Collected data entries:
◆ ◆ ◆

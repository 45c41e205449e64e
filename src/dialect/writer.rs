//! 方言写出：`{output}/{dialect}/{bucket}/{category}.{ext}`
use super::{Dialect, DialectFormat, HeaderBlock};
use crate::error::RsResult;
use log::trace;
use rsruleset_engine::{Bucket, Category, Provenance, SegmentSet};
use std::path::{Path, PathBuf};

/// 渲染并写出一个分段文件（头部 + 正文）
pub async fn write_bucket_file(
    path: &Path,
    format: DialectFormat,
    header: &HeaderBlock,
    provenance: Option<Provenance>,
    lines: &[String],
) -> RsResult<()> {
    let mut content = header.render(provenance, lines.len());
    content.push_str(&format.render_body(lines)?);

    if let Some(parent) = path.parent() {
        tokio::fs::create_dir_all(parent).await?;
    }
    tokio::fs::write(path, content).await?;
    trace!("写出 {} 行：{}", lines.len(), path.display());
    Ok(())
}

/// 单个方言的写出器
#[derive(Debug, Clone)]
pub struct DialectWriter {
    dialect: Dialect,
    dialect_root: PathBuf,
    header: HeaderBlock,
}

impl DialectWriter {
    pub fn new(output_root: &Path, dialect: Dialect, header: HeaderBlock) -> Self {
        Self {
            dialect,
            dialect_root: output_root.join(dialect.name),
            header,
        }
    }

    pub fn dialect_root(&self) -> &Path {
        &self.dialect_root
    }

    /// 分类在某分段下的输出路径
    pub fn bucket_path(&self, bucket: Bucket, category: &Category) -> PathBuf {
        self.dialect_root
            .join(bucket.dir_name())
            .join(self.dialect.file_name(&category.name))
    }

    /// 写出分类的所有非空分段，返回写出的文件数
    pub async fn write_category(&self, category: &Category, segments: &SegmentSet) -> RsResult<usize> {
        let mut written = 0;
        for (bucket, lines) in segments.non_empty_buckets() {
            let path = self.bucket_path(bucket, category);
            write_bucket_file(&path, self.dialect.format, &self.header, Some(category.provenance), lines).await?;
            written += 1;
        }
        Ok(written)
    }
}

◆ ◆ ◆

Task to carry out: Your answer must consist solely of the lines above between the line holding "Dialect, header: HeaderBlock)" and the line holding "pub fn dialect_root(&self)", inclusive, copied exactly.

Solution to this problem:
    pub fn new(output_root: &Path, dialect: Dialect, header: HeaderBlock) -> Self {
        Self {
            dialect,
            dialect_root: output_root.join(dialect.name),
            header,
        }
    }

    pub fn dialect_root(&self) -> &Path {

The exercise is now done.